Objective: This retrospective study evaluates serial changes of lung abnormalities on high-resolution CT (HRCT) and clarifies prognostic determinants among CT findings in fibrotic idiopathic interstitial pneumonias (IIPs) with little honeycombing.
Materials and methods: We enrolled 154 patients with a histologic diagnosis of a fibrotic IIP (< 5% honeycombing on CT) who were followed clinically for at least 2 years. One hundred one patients had usual interstitial pneumonia (UIP) and 53 had fibrotic nonspecific interstitial pneumonia (NSIP). On baseline CT, the extent and distribution of lung abnormalities were visually assessed, and serial CT scans were evaluated with a follow-up period of at least 6 months (n = 132).
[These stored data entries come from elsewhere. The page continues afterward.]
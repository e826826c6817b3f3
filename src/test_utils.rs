//! Shared test utilities for `PantryBuddy`.
//!
//! This module provides common helper functions for setting up test databases
//! and creating test items and callers with sensible defaults.

use crate::{
    core::{
        auth::Identity,
        store::{self, NewEntry},
    },
    entities,
    errors::Result,
    vocabulary::Unit,
};
use sea_orm::DatabaseConnection;
use tracing_subscriber::EnvFilter;

/// Owner id used by store-level tests.
pub const OWNER_A: &str = "owner-a";
/// Second owner id used by store-level tests.
pub const OWNER_B: &str = "owner-b";

/// Installs a test-writer tracing subscriber once; later calls are no-ops.
pub fn init_test_tracing() {
    let _ = tracing_subscriber::fmt()
        .with_env_filter(
            EnvFilter::try_from_default_env().unwrap_or_else(|_| EnvFilter::new("debug")),
        )
        .with_test_writer()
        .try_init();
}

/// Creates an in-memory `SQLite` database with all tables initialized.
/// This is the standard setup for all integration tests.
pub async fn setup_test_db() -> Result<DatabaseConnection> {
    init_test_tracing();
    let db = crate::config::database::create_connection("sqlite::memory:").await?;
    crate::config::database::create_tables(&db).await?;
    Ok(db)
}

/// A caller that owns items in most tests.
#[must_use]
pub fn alice() -> Identity {
    Identity::new("user-alice", "alice@example.com")
}

/// A second caller, used to check owner scoping.
#[must_use]
pub fn bob() -> Identity {
    Identity::new("user-bob", "bob@example.com")
}

/// Creates an undated test item with sensible defaults.
///
/// # Defaults
/// * `quantity`: 1.0
/// * `unit`: count
pub async fn create_test_entry(
    db: &DatabaseConnection,
    owner_id: &str,
    name: &str,
) -> Result<entities::pantry_item::Model> {
    store::create_entry(db, owner_id, NewEntry::new(name, 1.0, Unit::Count)).await
}
//! Pantry item entity - One food item a user keeps track of.
//!
//! Items are scoped to an `owner_id` and are never physically deleted; removing an item
//! moves its `status` from `ACTIVE` to `DISCARDED`.

use crate::vocabulary::{DateLabelType, EntryStatus, Unit};
use sea_orm::entity::prelude::*;
use serde::{Deserialize, Serialize};

/// Pantry item database model
#[derive(Clone, Debug, PartialEq, DeriveEntityModel, Serialize, Deserialize)]
#[sea_orm(table_name = "pantry_items")]
#[serde(rename_all = "camelCase")]
pub struct Model {
    /// Unique identifier for the item
    #[sea_orm(primary_key)]
    pub id: i64,
    /// Identifier of the user who owns the item
    pub owner_id: String,
    /// Trimmed, non-empty item name
    pub name: String,
    /// Amount on hand, always greater than zero
    pub quantity: f64,
    /// Unit the quantity is measured in
    pub unit: Unit,
    /// When the item was bought
    pub purchase_date: Option<Date>,
    /// What `date_on_package` means
    pub date_label_type: Option<DateLabelType>,
    /// Date printed on the package
    pub date_on_package: Option<Date>,
    /// Lifecycle status
    pub status: EntryStatus,
    /// When the item was created
    pub created_at: DateTime,
    /// When the item was last modified
    pub updated_at: DateTime,
}

/// `PantryItem` has no relationships with other entities
#[derive(Copy, Clone, Debug, EnumIter, DeriveRelation)]
pub enum Relation {}

impl ActiveModelBehavior for ActiveModel {}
Results: Significant differences were noted in the extent of reticulation and ground-glass opacification (GGO) between the UIP and fibrotic NSIP groups (p < 0.001). On serial scans, honeycombing (5% in UIP and 3% in fibrotic NSIP; p = 0.08) and reticulation (3% in UIP and 8% in fibrotic NSIP; p = 0.03) progressed in extent and GGO (-2% in UIP and -10% in fibrotic NSIP; p = 0.009) decreased in extent. Overall extent of lesions increased in UIP (6%) and decreased in NSIP (-4%) (p = 0.04). On univariate and multivariate Cox proportional hazards analysis, the overall extent of parenchymal abnormalities was a prognostic factor predictive of poor survival duration.
Conclusion: Even in cases of fibrotic IIP with little honeycombing, serial CT reveals an increase in the extent of honeycombing and reticulation and a decrease in extent of GGO. Overall extent of lung fibrosis on the baseline CT examination appears predictive of survival in fibrotic IIP with little honeycombing.